DNA Smoke identifies perpetrators - ChuckMcM
http://www.finanznachrichten.de/nachrichten-2013-05/26845995-applied-dna-sciences-and-smokecloak-a-s-launch-dna-fog-cutting-edge-tech-puts-dna-in-a-security-smoke-distributors-in-40-countries-256.htm

======
ChuckMcM
Wow, trying to find the root of this story is a pain. But it is going to be an
important one I suspect.

These guys have basically taken the DNA that glows when you shine UV light on
it, and put it into a fog. Such that if you are at the scene when the fog goes
off, you'll glow too.

This is the beginning of a trend that I'm not sure is going to turn out well.
For example, everyone knows that your piss smells after you eat asparagus.
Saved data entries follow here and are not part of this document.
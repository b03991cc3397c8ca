//! Crate-wide error type.

use thiserror::Error;

/// Possible errors from the forward model and its building blocks.
#[derive(Error, Debug)]
pub enum ModelError {
    /// An input violates a physical precondition (non-positive pressure or
    /// temperature, negative mixing ratio, non-positive air mass factor).
    #[error("invalid physical input: {0}")]
    InvalidInput(String),

    /// Upstream data produced a value the model refuses to use (non-finite
    /// or negative column density, malformed line record, non-monotonic
    /// reference table). These are never clamped.
    #[error("data error: {0}")]
    DataError(String),

    /// The flat state vector does not match the layers × gases +
    /// polynomial-coefficient layout the tensor implies.
    #[error("state vector length mismatch: expected {expected}, got {actual}")]
    StateLength {
        /// Expected flat length.
        expected: usize,
        /// Length actually supplied.
        actual: usize,
    },

    /// A requested abscissa falls outside the tabulated/convolved domain.
    #[error("requested point {value} outside domain [{min}, {max}]")]
    OutOfDomain {
        /// The point that was requested.
        value: f64,
        /// Lower edge of the valid domain.
        min: f64,
        /// Upper edge of the valid domain.
        max: f64,
    },

    /// The inputs don't have the expected shape(s).
    #[error("inputs have inconsistent shapes: {0}")]
    InconsistentInputs(&'static str),

    /// A wavenumber grid is empty or not strictly increasing.
    #[error("wavenumber grid is empty or not strictly increasing")]
    BadGrid,
}

/// Convenience alias used throughout the crate.
pub type Result<T> = std::result::Result<T, ModelError>;
//! Absorption cross sections from spectroscopic line parameters.
//!
//! A [`LineShapeModel`] owns a windowed [`LineList`] and evaluates the
//! absorption cross section on an arbitrary wavenumber grid for a given
//! pressure and temperature. The three supported shapes are the Doppler
//! (Gaussian), Lorentz (Cauchy) and Voigt profiles; the Voigt profile goes
//! through the complex probability function in [`voigt`].

mod voigt;


use crate::error::{ModelError, Result};
use crate::spectroscopy::LineList;
use ndarray::Array1;

/// Second radiation constant hc/k_B in cm·K.
const C2: f64 = 1.438_776_877_503_933_7;
/// Speed of light in m/s.
const C_LIGHT: f64 = 2.997_924_58e8;
/// Ideal gas constant in J/mol/K.
const R_GAS: f64 = 8.314_462_618;
/// Reference temperature of the HITRAN line parameters in K.
const T_REF: f64 = 296.0;
/// Reference pressure (1 atm) in hPa.
const P_REF: f64 = 1013.25;
/// ln 2.
const LN_2: f64 = std::f64::consts::LN_2;

/// Width ratio below which the Voigt evaluation degenerates to the closed
/// Gaussian or Lorentzian form. Keeping the ratio above this floor also
/// keeps the complex probability function inside its accurate domain.
const DEGENERATE_RATIO: f64 = 1e-8;

/// The supported line-shape functions.
#[derive(Debug, Clone, Copy, PartialEq, Eq)]
pub enum LineShapeKind {
    /// Pure thermal (Gaussian) broadening.
    Doppler,
    /// Pure collisional (Cauchy) broadening.
    Lorentz,
    /// Convolution of the two, the general case.
    Voigt,
}

/// A line-shape model for one gas: a windowed line list, a shape kind and a
/// wing cutoff.
///
/// Built once and reused across many (pressure, temperature, grid)
/// evaluations; it holds no per-evaluation state.
#[derive(Debug, Clone)]
pub struct LineShapeModel {
    kind: LineShapeKind,
    lines: LineList,
    wing_cutoff_cm: f64,
}

/// Per-line widths and temperature-corrected intensity for one (p, T).
#[derive(Debug, Clone, Copy)]
struct BroadenedLine {
    center: f64,
    /// Intensity scaled from 296 K to the requested temperature.
    intensity: f64,
    /// Doppler HWHM in cm⁻¹.
    doppler_hwhm: f64,
    /// Lorentz HWHM in cm⁻¹.
    lorentz_hwhm: f64,
}

impl LineShapeModel {
    /// Create a model from a line list.
    ///
    /// `wing_cutoff_cm` is the distance from a line center, in cm⁻¹, beyond
    /// which that line's contribution is truncated to zero. The truncation is
    /// a hard cutoff: it bounds cost at the price of discarding the (small)
    /// far-wing tail, so integrated intensities are reproduced only to the
    /// level of the neglected wings. The cutoff tests grid distance from the
    /// fixed line centers, never any retrieved quantity.
    pub fn new(kind: LineShapeKind, lines: LineList, wing_cutoff_cm: f64) -> Result<Self> {
        if !wing_cutoff_cm.is_finite() || wing_cutoff_cm <= 0. {
            return Err(ModelError::InvalidInput(format!(
                "wing cutoff must be positive, got {wing_cutoff_cm}"
            )));
        }
        Ok(Self {
            kind,
            lines,
            wing_cutoff_cm,
        })
    }

    /// The shape variant.
    pub fn kind(&self) -> LineShapeKind {
        self.kind
    }

    /// The underlying line list.
    pub fn lines(&self) -> &LineList {
        &self.lines
    }

    /// Evaluate the absorption cross section in cm²/molecule on `grid`.
    ///
    /// `grid` must be strictly increasing (checked). `pressure_hpa` and
    /// `temperature_k` must be positive; anything else is rejected. A line
    /// list that is empty for the window yields an all-zero result.
    pub fn cross_section(
        &self,
        grid: &[f64],
        pressure_hpa: f64,
        temperature_k: f64,
    ) -> Result<Array1<f64>> {
        if !(pressure_hpa.is_finite() && pressure_hpa > 0.) {
            return Err(ModelError::InvalidInput(format!(
                "pressure must be positive, got {pressure_hpa} hPa"
            )));
        }
        if !(temperature_k.is_finite() && temperature_k > 0.) {
            return Err(ModelError::InvalidInput(format!(
                "temperature must be positive, got {temperature_k} K"
            )));
        }
        check_grid(grid)?;

        let molar_mass_g = self.lines.molecule().molar_mass_g();
        let mut out = Array1::zeros(grid.len());
        let values = out
            .as_slice_mut()
            .ok_or(ModelError::InconsistentInputs("output not contiguous"))?;

        for line in self.lines.lines() {
            let broadened = broaden(line, molar_mass_g, pressure_hpa, temperature_k);

            // Only grid points within the wing cutoff of this line see it.
            let lo = grid.partition_point(|&nu| nu < broadened.center - self.wing_cutoff_cm);
            let hi = grid.partition_point(|&nu| nu <= broadened.center + self.wing_cutoff_cm);

            match self.kind {
                LineShapeKind::Doppler => accumulate_doppler(
                    &broadened,
                    &grid[lo..hi],
                    &mut values[lo..hi],
                ),
                LineShapeKind::Lorentz => accumulate_lorentz(
                    &broadened,
                    &grid[lo..hi],
                    &mut values[lo..hi],
                ),
                LineShapeKind::Voigt => accumulate_voigt(
                    &broadened,
                    &grid[lo..hi],
                    &mut values[lo..hi],
                ),
            }
        }

        Ok(out)
    }
}

/// Validate that a wavenumber grid is non-empty and strictly increasing.
pub(crate) fn check_grid(grid: &[f64]) -> Result<()> {
    if grid.is_empty() || grid.windows(2).any(|w| !(w[1] > w[0])) {
        return Err(ModelError::BadGrid);
    }
    Ok(())
}

/// Scale the line parameters from the 296 K reference to (p, T).
fn broaden(
    line: &crate::spectroscopy::LineTransition,
    molar_mass_g: f64,
    pressure_hpa: f64,
    temperature_k: f64,
) -> BroadenedLine {
    let nu0 = line.center_wavenumber;

    // Standard HITRAN intensity scaling: rotational partition-function ratio
    // approximated by (T_ref/T)^1.5, Boltzmann factor of the lower-state
    // energy, and the stimulated-emission correction.
    let q_ratio = (T_REF / temperature_k).powf(1.5);
    let boltzmann =
        f64::exp(-C2 * line.lower_state_energy / temperature_k)
            / f64::exp(-C2 * line.lower_state_energy / T_REF);
    let stimulated = (1. - f64::exp(-C2 * nu0 / temperature_k))
        / (1. - f64::exp(-C2 * nu0 / T_REF));
    let intensity = line.intensity * q_ratio * boltzmann * stimulated;

    // Doppler HWHM: (ν₀/c)·sqrt(2 ln2 R T / M), with M in kg/mol.
    let molar_mass_kg = molar_mass_g * 1e-3;
    let doppler_hwhm =
        nu0 / C_LIGHT * f64::sqrt(2. * LN_2 * R_GAS * temperature_k / molar_mass_kg);

    // Lorentz HWHM: pressure scaling and the (T_ref/T)^n power law.
    let lorentz_hwhm = line.air_hwhm
        * (pressure_hpa / P_REF)
        * (T_REF / temperature_k).powf(line.temperature_exponent);

    BroadenedLine {
        center: nu0,
        intensity,
        doppler_hwhm,
        lorentz_hwhm,
    }
}

/// Add the Gaussian profile of one line onto `out`.
fn accumulate_doppler(line: &BroadenedLine, grid: &[f64], out: &mut [f64]) {
    let alpha = line.doppler_hwhm;
    let peak = line.intensity * f64::sqrt(LN_2 / std::f64::consts::PI) / alpha;
    for (value, &nu) in out.iter_mut().zip(grid) {
        let x = (nu - line.center) / alpha;
        *value += peak * f64::exp(-LN_2 * x * x);
    }
}

/// Add the Lorentzian profile of one line onto `out`.
fn accumulate_lorentz(line: &BroadenedLine, grid: &[f64], out: &mut [f64]) {
    let gamma = line.lorentz_hwhm;
    let scale = line.intensity * gamma / std::f64::consts::PI;
    for (value, &nu) in out.iter_mut().zip(grid) {
        let delta = nu - line.center;
        *value += scale / (gamma * gamma + delta * delta);
    }
}

/// Add the Voigt profile of one line onto `out`.
///
/// The extreme width ratios fall back to the closed Gaussian/Lorentzian
/// forms, which are exact there; the general evaluation takes over for
/// every ratio above [`DEGENERATE_RATIO`].
fn accumulate_voigt(line: &BroadenedLine, grid: &[f64], out: &mut [f64]) {
    let alpha = line.doppler_hwhm;
    let gamma = line.lorentz_hwhm;

    if gamma <= DEGENERATE_RATIO * alpha {
        return accumulate_doppler(line, grid, out);
    }
    if alpha <= DEGENERATE_RATIO * gamma {
        return accumulate_lorentz(line, grid, out);
    }

    let sqrt_ln2 = f64::sqrt(LN_2);
    let peak = line.intensity * f64::sqrt(LN_2 / std::f64::consts::PI) / alpha;
    let y = sqrt_ln2 * gamma / alpha;
    for (value, &nu) in out.iter_mut().zip(grid) {
        let x = sqrt_ln2 * (nu - line.center) / alpha;
        *value += peak * voigt::complex_probability(x, y).re;
    }
}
Now
lets say you put an odorless aerosol in the 'target' area which disperses a
variant on the asparagus enzyme. Now back at the office you've got a detector
in the urinals and free soda. Is this surveillance? Is this a violation of
your 5th amendment rights? (spot tests of urine have been tested in court and
upheld)

Note that I'm one step past folks who completely change all their clothes and
wash their hair to avoid detection. That will be the first step of course.

We've become so facile at collecting DNA and analyzing it at crime scenes,
seems like this is a logical next step. Give the crime scene some DNA that it
can put on the criminals, you would be hard pressed to contest a search for
some "other" DNA on your clothes I expect.